*Recorded information*:
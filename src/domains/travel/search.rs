//! Web search collaborator backed by the Bright Data SERP API.

use serde_json::Value;
use tracing::{info, warn};

use super::error::CollaboratorError;

/// Contract of the search helper.
pub trait SearchEngine: Send + Sync {
    /// Run `query` against `engine` and return the raw results. Blocks the
    /// calling thread.
    fn search(&self, query: &str, engine: &str) -> Result<Value, CollaboratorError>;
}

/// Bright Data SERP client.
///
/// Each search is sent to the request API as `{zone, url, format: "raw"}`,
/// where `url` is the engine's result page with `brd_json=1` so that Bright
/// Data returns parsed JSON.
#[derive(Clone)]
pub struct BrightDataSerp {
    endpoint: String,
    zone: String,
    api_key: Option<String>,
}

impl BrightDataSerp {
    pub fn new(
        endpoint: impl Into<String>,
        zone: impl Into<String>,
        api_key: Option<String>,
    ) -> Self {
        Self {
            endpoint: endpoint.into(),
            zone: zone.into(),
            api_key,
        }
    }

    /// Build the search page URL for an engine.
    pub fn engine_url(engine: &str, query: &str) -> Result<String, CollaboratorError> {
        let base = match engine.to_lowercase().as_str() {
            "google" => "https://www.google.com/search",
            "bing" => "https://www.bing.com/search",
            _ => return Err(CollaboratorError::UnsupportedEngine(engine.to_string())),
        };

        let params = serde_urlencoded::to_string([("q", query), ("brd_json", "1")])
            .map_err(|e| CollaboratorError::other(format!("failed to encode query: {}", e)))?;

        Ok(format!("{}?{}", base, params))
    }
}

impl std::fmt::Debug for BrightDataSerp {
    fn fmt(&self, f: &mut std::fmt::Formatter<'_>) -> std::fmt::Result {
        f.debug_struct("BrightDataSerp")
            .field("endpoint", &self.endpoint)
            .field("zone", &self.zone)
            .field("api_key", &self.api_key.as_ref().map(|_| "[REDACTED]"))
            .finish()
    }
}

impl SearchEngine for BrightDataSerp {
    fn search(&self, query: &str, engine: &str) -> Result<Value, CollaboratorError> {
        let api_key = self.api_key.as_deref().ok_or_else(|| {
            CollaboratorError::not_configured("Bright Data SERP (set MCP_BRIGHTDATA_API_KEY)")
        })?;

        let url = Self::engine_url(engine, query)?;
        info!("SERP search on {}: {}", engine, query);

        let client = reqwest::blocking::Client::new();
        let response = client
            .post(&self.endpoint)
            .bearer_auth(api_key)
            .json(&serde_json::json!({
                "zone": self.zone,
                "url": url,
                "format": "raw",
            }))
            .send()?
            .error_for_status()?;

        let body = response.text()?;
        match serde_json::from_str(&body) {
            Ok(parsed) => Ok(parsed),
            Err(e) => {
                warn!("SERP response is not JSON ({}), returning raw body", e);
                Ok(Value::String(body))
            }
        }
    }
}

*Problem*: Which lines in the listing have the string "https"? Pick them out and copy them.

*Answer for this exercise*:
            "google" => "https://www.google.com/search",
            "bing" => "https://www.bing.com/search",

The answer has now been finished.